Task statement:
Which lines to output? The line containing "fn clone(&self) ->" and every line after it in the data below, each copied exactly.

Records for this task:
use std::fs::File;
use std::io::{self, BufReader, Read};
use std::path::Path;

use anyhow::{Context, Result};
use flate2::read::MultiGzDecoder;
use relocate_core::DumpCompression;

pub trait DumpTool {
    fn dump(&self, dest: &Path) -> Result<()>;

    fn restore(&self, src: &Path) -> Result<()>;
}

pub fn open_dump_reader(path: &Path) -> Result<Box<dyn Read>> {
    let compression = DumpCompression::detect(path)?;
    let file =
        File::open(path).with_context(|| format!("failed to open dump: {}", path.display()))?;
    let reader = BufReader::new(file);
    Ok(match compression {
        DumpCompression::Gzip => Box::new(MultiGzDecoder::new(reader)),
        DumpCompression::None => Box::new(reader),
    })
}

pub(crate) fn decompress_to(path: &Path, dest: &Path) -> Result<u64> {
    let mut reader = open_dump_reader(path)?;
    let mut out = File::create(dest)
        .with_context(|| format!("failed to create {}", dest.display()))?;
    io::copy(&mut reader, &mut out)
        .with_context(|| format!("failed to decompress {} into {}", path.display(), dest.display()))
}
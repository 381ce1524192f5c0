mod backend;
mod dispatch;
mod logging;
mod render;
mod steps;

use std::path::PathBuf;
use std::process::ExitCode;

use clap::{ArgAction, Parser, Subcommand};

use crate::dispatch::run_cli;

#[derive(Parser, Debug)]
#[command(name = "relocate")]
#[command(about = "Restore a shop backup and relocate it to a new installation", long_about = None)]
struct Cli {
    #[arg(long, global = true)]
    workspace: Option<PathBuf>,
    #[arg(long, global = true)]
    install_root: Option<PathBuf>,
    #[arg(long, global = true)]
    config: Option<PathBuf>,
    #[arg(long, global = true)]
    admin_dir: Option<String>,
    #[arg(long, global = true)]
    schema: Option<PathBuf>,
    #[arg(short, long, action = ArgAction::Count, global = true)]
    verbose: u8,
    #[arg(long, global = true)]
    log: bool,
    #[arg(long, global = true)]
    log_file: Option<PathBuf>,
    #[command(subcommand)]
    command: Commands,
}

#[derive(Subcommand, Debug)]
enum Commands {
    Paths,
    Backups,
    Prune {
        #[arg(long)]
        keep: usize,
    },
    DiskUsage,
    Validate,
    RestoreDb {
        #[arg(long)]
        dump: PathBuf,
    },
    RewriteUrls,
    MigrateFiles {
        #[arg(long)]
        archive: PathBuf,
    },
    Migrate {
        #[arg(long, required_unless_present = "resume")]
        backup: Option<PathBuf>,
        #[arg(long)]
        resume: bool,
        #[arg(long, default_value_t = 25)]
        budget_secs: u64,
    },
}

fn main() -> ExitCode {
    let cli = Cli::parse();
    match run_cli(cli) {
        Ok(()) => ExitCode::SUCCESS,
        Err(err) => {
            log::error!("{err:#}");
            eprintln!("error: {err:#}");
            ExitCode::FAILURE
        }
    }
}
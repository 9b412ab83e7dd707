//! Minimal 2D math shared across the solver, CCD, and sensor modules.
//!
//! Shape math itself lives outside this crate (see [`crate::external`]); this module only
//! carries the small amount of vector/rotation arithmetic the kernels need to integrate
//! velocities and positions and to interpolate a [`Sweep`](crate::ccd::Sweep).

use nalgebra::{UnitComplex, Vector2};

/// The scalar type used throughout the solver. Matches `rapier2d`'s `f32` default build.
pub type Real = f32;

/// A 2D vector.
pub type Vec2 = Vector2<Real>;

/// A 2D rotation, represented as a unit complex number (cheaper to renormalize than an angle).
pub type Rot2 = UnitComplex<Real>;

/// A rigid transform: translation plus rotation.
#[derive(Copy, Clone, Debug, PartialEq)]
pub struct Transform2 {
    pub translation: Vec2,
    pub rotation: Rot2,
}

impl Transform2 {
    pub fn new(translation: Vec2, rotation: Rot2) -> Self {
        Self {
            translation,
            rotation,
        }
    }

    pub fn identity() -> Self {
        Self {
            translation: Vec2::zeros(),
            rotation: Rot2::identity(),
        }
    }

    /// Transforms a point expressed in local coordinates into world coordinates.
    pub fn transform_point(&self, local: &Vec2) -> Vec2 {
        self.translation + self.rotation * local
    }

    /// Transforms a vector (ignores translation).
    pub fn transform_vector(&self, local: &Vec2) -> Vec2 {
        self.rotation * local
    }

    /// Interpolates linearly between two transforms at `t in [0, 1]`.
    ///
    /// Rotation is interpolated via `nlerp`, a cheap
    /// approximate slerp for sweep interpolation (exact slerp is not needed at
    /// the fractions CCD cares about, and nlerp is branch-free).
    pub fn lerp(&self, other: &Transform2, t: Real) -> Transform2 {
        let translation = self.translation + (other.translation - self.translation) * t;
        let rotation = nlerp(self.rotation, other.rotation, t);
        Transform2::new(translation, rotation)
    }
}

/// Normalized linear interpolation between two rotations.
pub fn nlerp(a: Rot2, b: Rot2, t: Real) -> Rot2 {
    let (ac, as_) = (a.re, a.im);
    let (mut bc, mut bs) = (b.re, b.im);

    // Take the short way around.
    if ac * bc + as_ * bs < 0.0 {
        bc = -bc;
        bs = -bs;
    }

    let c = ac + (bc - ac) * t;
    let s = as_ + (bs - as_) * t;
    UnitComplex::from_cos_sin_unchecked(c, s).normalize()
}

/// Integrates a rotation delta by an angular velocity over `h` seconds, matching the
/// teacher's small-angle rotation update: `q' = normalize(q + h * w * perp(q))`.
pub fn integrate_rotation(q: Rot2, h_times_w: Real) -> Rot2 {
    // d/dt UnitComplex(cos, sin) = w * (-sin, cos); first-order step then renormalize.
    let (c, s) = (q.re, q.im);
    let new_c = c - h_times_w * s;
    let new_s = s + h_times_w * c;
    UnitComplex::from_cos_sin_unchecked(new_c, new_s).normalize()
}

#[inline]
pub fn clamp(v: Real, lo: Real, hi: Real) -> Real {
    if v < lo {
        lo
    } else if v > hi {
        hi
    } else {
        v
    }
}

#[cfg(test)]
mod tests {
    use approx::assert_relative_eq;

    use super::*;

    #[test]
    fn lerp_at_zero_and_one_returns_endpoints() {
        let a = Transform2::new(Vec2::new(0.0, 0.0), Rot2::identity());
        let b = Transform2::new(Vec2::new(2.0, 4.0), Rot2::new(1.0));
        assert_eq!(a.lerp(&b, 0.0).translation, a.translation);
        assert_relative_eq!(a.lerp(&b, 1.0).translation, b.translation, epsilon = 1e-5);
    }

    #[test]
    fn integrate_rotation_preserves_unit_length() {
        let q = Rot2::identity();
        let q2 = integrate_rotation(q, 0.3);
        assert_relative_eq!(q2.re * q2.re + q2.im * q2.im, 1.0, epsilon = 1e-6);
    }
}
//! A narrow `unsafe impl Sync` pointer wrapper enabling concurrent mutable access to
//! color-disjoint body/constraint arrays, mirroring the `AtomicPtr` + `transmute`
//! pattern in `parallel_island_solver.rs`'s `ThreadContext` (which hands every spawned task a
//! raw pointer to the shared body-set storage rather than splitting it into per-task slices).
//!
//! Safety here rests entirely on the graph-coloring invariant (§3 invariant 2: within one
//! non-overflow color, no two blocks ever reference the same body) and on the block scheduler's
//! exactly-once CAS claim (§3 invariant 3): two workers holding a [`RacyMut`] concurrently never
//! touch the same element, so the aliasing this type allows past the borrow checker never
//! actually happens at runtime.

/// An unsynchronized raw pointer, usable from multiple worker threads at once.
///
/// Cloning is cheap (it's a pointer copy); every clone still points at the same underlying data.
pub(crate) struct RacyMut<T: ?Sized>(*mut T);

unsafe impl<T: ?Sized> Send for RacyMut<T> {}
unsafe impl<T: ?Sized> Sync for RacyMut<T> {}

impl<T: ?Sized> RacyMut<T> {
    pub(crate) fn new(value: &mut T) -> Self {
        Self(value as *mut T)
    }

    /// # Safety
    /// The caller must ensure this call never aliases a live `&mut` reference obtained from
    /// another [`RacyMut`] pointing at the same element. Callers in this crate uphold that by
    /// only ever dereferencing within one graph color's body-disjoint constraint set.
    #[allow(clippy::mut_from_ref)]
    pub(crate) unsafe fn get(&self) -> &mut T {
        &mut *self.0
    }
}

impl<T: ?Sized> Clone for RacyMut<T> {
    fn clone(&self) -> Self {
        Self(self.0)
    }
}

impl<T: ?Sized> Copy for RacyMut<T> {}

Task response:
    fn clone(&self) -> Self {
        Self(self.0)
    }
}

impl<T: ?Sized> Copy for RacyMut<T> {}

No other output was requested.